手にした本をそっと棚に戻そうとした郁の足元で、小さな女の子が手を伸ばしてきた。持っていた絵本を読みたいらしいと気付き、郁はしゃがみ込むとはいっと笑顔で絵本を差し出す。
女の子は驚いてビクリと身体を跳ねさせたが、郁の笑顔に警戒を解くと嬉しそうに本を受け取る。それから絵本と郁を見比べて人懐っこい笑みを浮かべ、手に持った絵本を郁に差し出してくる。

「え?」
「Read this book!」

ぐいぐいと絵本を押し出しながら、女の子が叫んだ言葉に目を瞬かせながら堂上を見上げた郁はこっくりと頷かれて絵本を受け取る。
特殊部隊以外にあまり知られていないが、郁は陸上の縁で英語に関しては日常生活に困らないだけの読み書きが出来る上に、発音も綺麗である。
これは、高校や大学時代に留学していた同級生との友人関係から、お互いに語学を教え合い習得したためだ。
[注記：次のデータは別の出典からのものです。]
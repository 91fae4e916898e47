//! Cycle-level RISC-V vector arithmetic units.
//!
//! This crate models three independent functional units operating on packed
//! lanes of a fixed-width datapath:
//! 1. **Adder:** Add, subtract, max, min, classify and masked reduction sum
//!    over F16/F32/F64 lanes of a 64-bit register.
//! 2. **FMA:** The fused multiply-add family with a single rounding step.
//! 3. **Divider:** A handshake-driven multi-cycle SIMD integer divider over
//!    8/16/32/64-bit lanes of a 128-bit register.
//!
//! Results are bit-exact, including the 5-bit IEEE exception flags of every
//! lane, and every unit is advanced explicitly one clock at a time.

/// Shared types (lane containers, masks, errors).
pub mod common;
/// Unit configuration (defaults, validation, JSON loading).
pub mod config;
/// Pipeline plumbing and the functional units.
pub mod core;

/// Root configuration type; use `Config::default()` or `Config::from_json`.
pub use crate::config::Config;
/// The three functional units.
pub use crate::core::{FloatingAdderUnit, FloatingFmaUnit, IntegerDividerUnit};
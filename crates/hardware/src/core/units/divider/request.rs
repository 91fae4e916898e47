//! Divider operands and results.

use crate::common::error::{UnitError, UnitResult};
use crate::common::lanes::{DivVector, LaneMask, LaneView, DIV_DATAPATH_BITS};

/// Integer element width of the divider lanes.
#[derive(Clone, Copy, Debug, PartialEq, Eq, Hash)]
pub enum ElementWidth {
    /// 16 lanes of 8 bits.
    E8,
    /// 8 lanes of 16 bits.
    E16,
    /// 4 lanes of 32 bits.
    E32,
    /// 2 lanes of 64 bits.
    E64,
}

impl ElementWidth {
    /// Every width, narrowest first.
    pub const ALL: [Self; 4] = [Self::E8, Self::E16, Self::E32, Self::E64];

    /// Decodes the 2-bit width selector.
    pub const fn from_bits(bits: u8) -> UnitResult<Self> {
        Ok(match bits {
            0 => Self::E8,
            1 => Self::E16,
            2 => Self::E32,
            3 => Self::E64,
            _ => return Err(UnitError::InvalidElementWidth(bits)),
        })
    }

    /// Element width in bits.
    #[inline]
    pub const fn bits(self) -> u32 {
        match self {
            Self::E8 => 8,
            Self::E16 => 16,
            Self::E32 => 32,
            Self::E64 => 64,
        }
    }

    /// Lane partition of the 128-bit divider register.
    #[inline]
    pub const fn view(self) -> LaneView {
        LaneView::new(DIV_DATAPATH_BITS, self.bits())
    }

    /// Number of lanes.
    #[inline]
    pub const fn lanes(self) -> usize {
        self.view().count()
    }

    /// Sign bit of one lane.
    #[inline]
    pub const fn sign_bit(self) -> u64 {
        1 << (self.bits() - 1)
    }
}

/// One division request: every lane of `dividend` by the same lane of `divisor`.
#[derive(Clone, Copy, Debug, PartialEq, Eq)]
pub struct DivRequest {
    /// Lane width.
    pub width: ElementWidth,
    /// Two's-complement (`true`) or unsigned lanes.
    pub signed: bool,
    /// Packed dividends.
    pub dividend: DivVector,
    /// Packed divisors.
    pub divisor: DivVector,
    /// Active lanes; inactive lanes yield zero quotient and remainder.
    pub mask: LaneMask,
}

impl DivRequest {
    /// Request with every lane active.
    pub const fn new(width: ElementWidth, signed: bool, dividend: DivVector, divisor: DivVector) -> Self {
        Self {
            width,
            signed,
            dividend,
            divisor,
            mask: width.view().all_lanes(),
        }
    }

    /// Replaces the active-lane mask.
    #[must_use]
    pub const fn with_mask(mut self, mask: LaneMask) -> Self {
        self.mask = mask;
        self
    }
}

/// Packed quotient and remainder plus the per-lane divide-by-zero mask.
#[derive(Clone, Copy, Debug, Default, PartialEq, Eq)]
pub struct DivResult {
    /// Packed quotients.
    pub quotient: DivVector,
    /// Packed remainders.
    pub remainder: DivVector,
    /// Bit `i` set when active lane `i` divided by zero.
    pub dz_mask: u16,
}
今でも文通をしていたりするらしく、座学の成績が成績だけに柴崎が初めてエアメールを見た時には酷く驚かれた事実である。
郁は受け取った本を手に近くのベンチに腰を掛けると隣に女の子が座り込む。周囲で見ていた子供たちが何事かと見ている中、本を開くとゆっくりと絵本を読みだした。
堂上は女の子とは反対の郁の横に座り、滅多に聞かない郁の英語での読み聞かせに耳を傾ける。
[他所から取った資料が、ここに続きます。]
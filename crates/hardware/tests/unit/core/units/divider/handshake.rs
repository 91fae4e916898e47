use pretty_assertions::assert_eq;
use rstest::rstest;
use rvvfu_core::common::UnitError;
use rvvfu_core::config::Config;
use rvvfu_core::core::units::divider::{divide, DivPorts, DivRequest, DivState, ElementWidth};

use crate::common::harness::{div, DivContext};

fn request(w: ElementWidth, a: u64, b: u64) -> DivRequest {
    DivRequest::new(w, false, div(w, vec![a; w.lanes()]), div(w, vec![b; w.lanes()]))
}

#[rstest]
#[case(ElementWidth::E8, 6)]
#[case(ElementWidth::E16, 10)]
#[case(ElementWidth::E32, 18)]
#[case(ElementWidth::E64, 34)]
fn busy_time_grows_with_width(#[case] w: ElementWidth, #[case] cycles: u32) {
    let mut ctx = DivContext::default();
    let (result, busy) = ctx.run(request(w, 100, 7));
    assert_eq!(busy, cycles);
    assert_eq!(result.quotient.lane(w.view(), 0), 14);
}

#[rstest]
#[case(1, 0, 8)]
#[case(4, 0, 2)]
#[case(8, 3, 4)]
fn timing_follows_configuration(#[case] bits_per_cycle: u32, #[case] overhead: u32, #[case] cycles: u32) {
    let json = format!(r#"{{ "divider": {{ "bits_per_cycle": {bits_per_cycle}, "overhead_cycles": {overhead} }} }}"#);
    let mut ctx = DivContext::new(&Config::from_json(&json).unwrap());
    let w = ElementWidth::E8;
    let req = request(w, 0xFE, 0x03);
    let (result, busy) = ctx.run(req);
    assert_eq!(busy, cycles);
    assert_eq!(result, divide(&req));
}

#[test]
fn ready_and_valid_follow_the_state() {
    let mut ctx = DivContext::default();
    assert!(ctx.unit.in_ready());
    assert!(!ctx.unit.out_valid());

    ctx.unit.submit(request(ElementWidth::E8, 9, 3)).unwrap();
    assert!(matches!(ctx.unit.state(), DivState::Busy { elapsed: 0, total: 6 }));
    assert!(!ctx.unit.in_ready());
    assert_eq!(ctx.unit.submit(request(ElementWidth::E8, 1, 1)), Err(UnitError::DividerBusy));

    let _ = ctx.wait_valid();
    assert!(ctx.unit.out_valid());
    assert!(ctx.unit.result().is_some());
}

#[test]
fn result_is_held_until_out_ready() {
    let mut ctx = DivContext::default();
    ctx.unit.submit(request(ElementWidth::E16, 50, 5)).unwrap();
    let _ = ctx.wait_valid();
    for _ in 0..10 {
        let out = ctx.unit.tick(&DivPorts::idle());
        assert_eq!(out.delivered, None);
        assert!(ctx.unit.out_valid());
    }
    let out = ctx.unit.tick(&DivPorts::idle().ready());
    assert_eq!(out.delivered.map(|r| r.quotient.lane(ElementWidth::E16.view(), 0)), Some(10));
    assert!(ctx.unit.in_ready());
    assert_eq!(ctx.unit.result(), None);
}

#[test]
fn request_is_ignored_while_holding_a_result() {
    let mut ctx = DivContext::default();
    ctx.unit.submit(request(ElementWidth::E8, 9, 3)).unwrap();
    let _ = ctx.wait_valid();
    let out = ctx.unit.tick(&DivPorts::request(request(ElementWidth::E8, 8, 2)));
    assert!(!out.accepted);
    assert!(ctx.unit.out_valid());
}

#[test]
fn take_and_accept_on_the_same_tick() {
    let mut ctx = DivContext::default();
    let w = ElementWidth::E8;
    ctx.unit.submit(request(w, 9, 3)).unwrap();
    let _ = ctx.wait_valid();

    let out = ctx.unit.tick(&DivPorts::request(request(w, 8, 2)).ready());
    assert!(out.accepted);
    assert_eq!(out.delivered.map(|r| r.quotient.lane(w.view(), 0)), Some(3));
    assert!(!ctx.unit.in_ready());

    assert_eq!(ctx.wait_valid(), 6);
    let out = ctx.unit.tick(&DivPorts::idle().ready());
    assert_eq!(out.delivered.map(|r| r.quotient.lane(w.view(), 0)), Some(4));
}

#[test]
fn flush_mid_busy_returns_to_idle_in_one_tick() {
    let mut ctx = DivContext::default();
    let w = ElementWidth::E64;
    ctx.unit.submit(request(w, 1000, 10)).unwrap();
    for _ in 0..5 {
        let _ = ctx.unit.tick(&DivPorts::idle());
    }

    // A request presented with the flush is dropped.
    let out = ctx.unit.tick(&DivPorts::request(request(w, 7, 7)).flushing());
    assert!(!out.accepted);
    assert_eq!(out.delivered, None);
    assert!(ctx.unit.in_ready());
    assert_eq!(ctx.unit.state(), DivState::Idle);

    let next = request(ElementWidth::E32, 81, 9);
    let (result, busy) = ctx.run(next);
    assert_eq!(busy, 18);
    assert_eq!(result, divide(&next), "nothing leaks from the flushed operation");
}

#[test]
fn flush_discards_a_held_result() {
    let mut ctx = DivContext::default();
    ctx.unit.submit(request(ElementWidth::E8, 9, 3)).unwrap();
    let _ = ctx.wait_valid();
    let out = ctx.unit.tick(&DivPorts::idle().ready().flushing());
    assert_eq!(out.delivered, None, "flush wins over out_ready");
    assert!(!ctx.unit.out_valid());
    assert_eq!(ctx.unit.result(), None);
}

#[test]
fn cycle_counter_advances_every_tick() {
    let mut ctx = DivContext::default();
    for _ in 0..3 {
        let _ = ctx.unit.tick(&DivPorts::idle());
    }
    assert_eq!(ctx.unit.cycle(), 3);
}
「And princess lived happily and Prince.」
「Wow, it is better than mom! Read it again!」

読み終わると、途中から聞いていたらしい別の女の子がもう一度最初からとせがむ。隣に座っていた女の子は満足そうにお礼を言ってくれて、郁の周りはいつの間にか子供たちが集まり俄かに読み聞かせ会の様相を呈していた。
何人かの子供たちが絵本をそれぞれ持ってくるのを、郁は怒ることもなく順に読み続けていくと気付けば大人たちも集まっていた。
何冊か終わって読んでコールが止まった頃、どこからともなく拍手が沸き起こり郁は凄い! と感激する一団に次々とハグされたり握手されたりしていた。

「きょ、教官っ!」
「郁?!」

助けてっ! と余りの激しさに悲鳴を上げた郁を、堂上はいち早く一段の中から引っ張り出し抱き寄せた。その様子に周囲はどっと笑いが広がり、温かな空気が広がった。
堂上は再度囲まれて困惑しながらも会話に応じている郁を見て、その周囲の空気が温かく穏やかなモノであることに目を細め口角を上げる。
いつでも、郁の周りには温かな空気が広がっていく。郁の人柄なのだろう、と堂上は思っているが当の本人は自分が周囲にどんな影響を与えているかなど気にも留めていない。
何かを話していた郁が、堂上を振り返りはじけるような笑顔を見せた。

「教官! この先に美味しいご飯があるお店があるんですって! 行きましょう!」
「ああ」

郁の楽しげな声に堂上が頷くとふくよかな身体をした女性にハグされて、擽ったそうにしながらお礼を言ってから駆け寄ってきて飛び付いてきた。
いきなりのことに驚き、一、二歩後ろへとたたらを踏んだが郁の身体を抱き留めた堂上は、その珍しい行動に驚きながらも相好を崩す。
一度ぎゅっときつく抱きしめてから身体を離すと、えへへ、とはにかむ郁の顔が目に入り自然と頭に手を置いて撫でていた。
二度、三度と撫でてから郁の手を掬うように持ち上げ、指を絡めてベンチから荷物を持ち上げると歩き出す。

「で、その店どこだ?」
「ここから十五分くらいですって! この道真っ直ぐ、簡単よって教えてくれました」
「へぇ……何が食べれるんだ?」
「ハンバーガーとかだって言ってましたけど、他にも色々あるらしいですよ?」
「そうか」

何を食べようかと考え始める郁に相槌を打ちながら、堂上はチラリと背後を振り返る。
今の堂上たちが住む日本ではありえない現実に、けれどいつかそれも出来るようになるかもしれない可能性を切り開いた隣の恋人に想いを馳せ、前を向くと郁と共にお店を目指した。